Dr. William Schaffner, a professor of preventative medicine and infectious diseases at Vanderbilt University Medical Center, commented that the Finnish supercomputer simulation is “reasonable,” but “if everybody did what the CDC recommended, that would address the issue.” The CDC has, indeed, started to emphasize the use of face masks more strongly this early April.
Moving on, Mike Ryan, a WHO Executive Director of Health Emergencies, told reporters recently that, “We still believe the main driver of this pandemic is symptomatic individuals coughing or sneezing or contaminating surfaces or contaminating other individuals.”

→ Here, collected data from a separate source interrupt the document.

// SPDX-License-Identifier: MIT
//
// Error taxonomy for the color model.
//
// Two kinds of failure exist: a hex string that is not `#RRGGBB`, and a
// numeric input outside its documented domain. Derived overflow (a
// lightness pushed past 100 by an adjustment) is clamped by the callers
// and never reaches this type.

use thiserror::Error;

/// Errors raised by conversions and by the palette engine built on them.
#[derive(Debug, Clone, PartialEq, Error)]
pub enum ColorError {
    /// The input is not `#` followed by exactly six hex digits.
    #[error("invalid hex color {input:?}: expected '#' followed by 6 hex digits")]
    Format { input: String },

    /// A numeric argument violates its documented domain.
    #[error("{field} out of range ({value}): {reason}")]
    Range {
        field: &'static str,
        value: f64,
        reason: &'static str,
    },
}

impl ColorError {
    /// Build a `Format` error for the offending input.
    #[must_use]
    pub fn format(input: &str) -> Self {
        Self::Format { input: input.to_owned() }
    }

    /// Build a `Range` error naming the field and the violated bound.
    #[must_use]
    pub const fn range(field: &'static str, value: f64, reason: &'static str) -> Self {
        Self::Range { field, value, reason }
    }
}

/// Result alias used throughout the color and palette crates.
pub type Result<T> = std::result::Result<T, ColorError>;

#[cfg(test)]
mod tests {
    use super::*;

    #[test]
    fn format_message_names_input() {
        let err = ColorError::format("#12345");
        assert_eq!(
            err.to_string(),
            "invalid hex color \"#12345\": expected '#' followed by 6 hex digits"
        );
    }

    #[test]
    fn range_message_names_field() {
        let err = ColorError::range("brightness", 120.0, "must be within [0, 100]");
        assert_eq!(err.to_string(), "brightness out of range (120): must be within [0, 100]");
    }
}
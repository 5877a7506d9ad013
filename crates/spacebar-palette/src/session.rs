//! Editor session — the state a front end keeps between user actions.
//!
//! The engine functions are pure; this is where their results live. Every
//! user intent (regenerate, toggle a lock, edit a slot, move a slider,
//! pick a simulation) is one method call. Adjustments stay pending until
//! the next regeneration commits them to the unlocked slots.

use spacebar_color::{Color, ColorError, Result};

use crate::adjust::{AdjustmentValues, adjust_unlocked};
use crate::generate::{
    GenerateOptions, HueRange, MAX_COLORS, MIN_COLORS, check_brightness, generate_with,
};
use crate::rng::RandomSource;
use crate::share::{ShareResult, Snapshot};
use crate::vision::{DeficiencyKind, simulate_palette};
use crate::{LockMask, Palette};

/// Palette, locks and pending parameters for one editing session.
#[derive(Debug, Clone, PartialEq)]
pub struct Session {
    palette: Palette,
    locks: LockMask,
    options: GenerateOptions,
    adjustments: AdjustmentValues,
    simulation: Option<DeficiencyKind>,
}

impl Session {
    /// Start a session with a freshly generated, fully unlocked palette.
    ///
    /// # Errors
    ///
    /// Returns [`ColorError::Range`] if `options.brightness` is outside
    /// `[0, 100]`.
    pub fn new(options: GenerateOptions, rng: &mut impl RandomSource) -> Result<Self> {
        let palette = generate_with(&options, &[], &[], rng)?;
        let locks = vec![false; palette.len()];
        Ok(Self {
            palette,
            locks,
            options,
            adjustments: AdjustmentValues::default(),
            simulation: None,
        })
    }

    /// Restore a session from a share snapshot.
    ///
    /// The lock mask is padded or truncated to the palette length. The
    /// palette is kept as shared, but the count used by the next
    /// regeneration is clamped to `[MIN_COLORS, MAX_COLORS]`.
    #[must_use]
    pub fn from_snapshot(snapshot: Snapshot, options: GenerateOptions) -> Self {
        let Snapshot { palette, mut locked_colors, hue_range } = snapshot;
        locked_colors.resize(palette.len(), false);

        let count = palette.len().clamp(MIN_COLORS, MAX_COLORS);
        if count != palette.len() {
            log::warn!("shared palette has {} colors, regenerating with {count}", palette.len());
        }
        Self {
            options: GenerateOptions { count, hue_range, ..options },
            palette,
            locks: locked_colors,
            adjustments: AdjustmentValues::default(),
            simulation: None,
        }
    }

    /// Restore from a share link, or start fresh if it cannot be decoded.
    ///
    /// # Errors
    ///
    /// Only the fallback generation can fail, with [`ColorError::Range`].
    pub fn from_share_or_generate(
        url: &str,
        options: GenerateOptions,
        rng: &mut impl RandomSource,
    ) -> Result<Self> {
        match Snapshot::from_url(url) {
            Ok(snapshot) => {
                log::debug!("restored {} colors from share link", snapshot.palette.len());
                Ok(Self::from_snapshot(snapshot, options))
            }
            Err(e) => {
                log::warn!("failed to parse shared state, generating a new palette: {e}");
                Self::new(options, rng)
            }
        }
    }

    // ── Accessors ─────────────────────────────────────────────────

    #[must_use]
    pub fn palette(&self) -> &[Color] {
        &self.palette
    }

    #[must_use]
    pub fn locks(&self) -> &[bool] {
        &self.locks
    }

    #[must_use]
    pub const fn options(&self) -> &GenerateOptions {
        &self.options
    }

    #[must_use]
    pub const fn adjustments(&self) -> &AdjustmentValues {
        &self.adjustments
    }

    #[must_use]
    pub const fn simulation(&self) -> Option<DeficiencyKind> {
        self.simulation
    }

    /// The palette as it should be rendered: through the active
    /// simulation, if any. The stored palette is never modified.
    #[must_use]
    pub fn displayed(&self) -> Palette {
        match self.simulation {
            Some(kind) => simulate_palette(&self.palette, kind),
            None => self.palette.clone(),
        }
    }

    // ── Actions ───────────────────────────────────────────────────

    /// Generate new colors for every unlocked slot and commit the pending
    /// adjustments to them. Locked slots come through untouched.
    ///
    /// When the palette length changes, every slot is unlocked.
    ///
    /// # Errors
    ///
    /// Returns [`ColorError::Range`] if the brightness option is invalid.
    pub fn regenerate(&mut self, rng: &mut impl RandomSource) -> Result<()> {
        let fresh = generate_with(&self.options, &self.palette, &self.locks, rng)?;
        let palette = adjust_unlocked(&fresh, &self.locks, &self.adjustments);

        if palette.len() != self.locks.len() {
            self.locks = vec![false; palette.len()];
        }
        log::debug!(
            "regenerated {} colors ({} locked)",
            palette.len(),
            self.locks.iter().filter(|&&l| l).count()
        );
        self.palette = palette;
        Ok(())
    }

    /// Flip the lock on one slot and return its new state.
    ///
    /// # Errors
    ///
    /// Returns [`ColorError::Range`] if `index` is past the end.
    pub fn toggle_lock(&mut self, index: usize) -> Result<bool> {
        let len = self.locks.len();
        let lock = self.locks.get_mut(index).ok_or_else(|| index_error(index, len))?;
        *lock = !*lock;
        Ok(*lock)
    }

    /// Replace the color in one slot (manual edit). The lock is unchanged.
    ///
    /// # Errors
    ///
    /// Returns [`ColorError::Range`] if `index` is past the end.
    pub fn replace_color(&mut self, index: usize, color: Color) -> Result<()> {
        let len = self.palette.len();
        let slot = self.palette.get_mut(index).ok_or_else(|| index_error(index, len))?;
        *slot = color;
        Ok(())
    }

    /// Store adjustments for the next regeneration. The palette itself is
    /// left as it is.
    pub const fn set_adjustments(&mut self, adjustments: AdjustmentValues) {
        self.adjustments = adjustments;
    }

    pub const fn set_simulation(&mut self, kind: Option<DeficiencyKind>) {
        self.simulation = kind;
    }

    pub const fn set_hue_range(&mut self, range: HueRange) {
        self.options.hue_range = range;
    }

    /// Set the brightness used for the next regeneration.
    ///
    /// # Errors
    ///
    /// Returns [`ColorError::Range`] outside `[0, 100]`.
    pub fn set_brightness(&mut self, brightness: f64) -> Result<()> {
        check_brightness(brightness)?;
        self.options.brightness = brightness;
        Ok(())
    }

    /// Set the palette size for the next regeneration, clamped to
    /// `[MIN_COLORS, MAX_COLORS]`. Returns the size actually stored.
    pub fn set_count(&mut self, count: usize) -> usize {
        self.options.count = count.clamp(MIN_COLORS, MAX_COLORS);
        self.options.count
    }

    pub fn increment_count(&mut self) -> usize {
        self.set_count(self.options.count.saturating_add(1))
    }

    pub fn decrement_count(&mut self) -> usize {
        self.set_count(self.options.count.saturating_sub(1))
    }

    /// Capture the state a share link carries.
    #[must_use]
    pub fn snapshot(&self) -> Snapshot {
        Snapshot {
            palette: self.palette.clone(),
            locked_colors: self.locks.clone(),
            hue_range: self.options.hue_range,
        }
    }

    /// Build a share URL for the current state.
    ///
    /// # Errors
    ///
    /// Propagates encoding failures from [`Snapshot::to_url`].
    pub fn share_url(&self, origin: &str) -> ShareResult<String> {
        self.snapshot().to_url(origin)
    }
}

#[allow(clippy::cast_precision_loss)]
fn index_error(index: usize, len: usize) -> ColorError {
    let reason = if len == 0 { "palette is empty" } else { "past the end of the palette" };
    ColorError::range("index", index as f64, reason)
}

// ---------------------------------------------------------------------------
// Tests
// ---------------------------------------------------------------------------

And Moriyama et al. have highlighted how conducive the winter environment is for the transmission of respiratory viruses. In winter times, the viability and transmission of winter viruses increase, while mucous clearance, sunlight exposure, and interferon antiviral response decrease.
Considering all these factors, no wonder SARS-CoV-2 has been spreading so successfully during the winter.
But Moriyama and her colleagues are also aware that COVID-19 has spread rather quickly in humid areas. “The precise relationship between temperature, humidity, and COVID-19 will become more evident as the Northern Hemisphere reaches the summer months,” they added.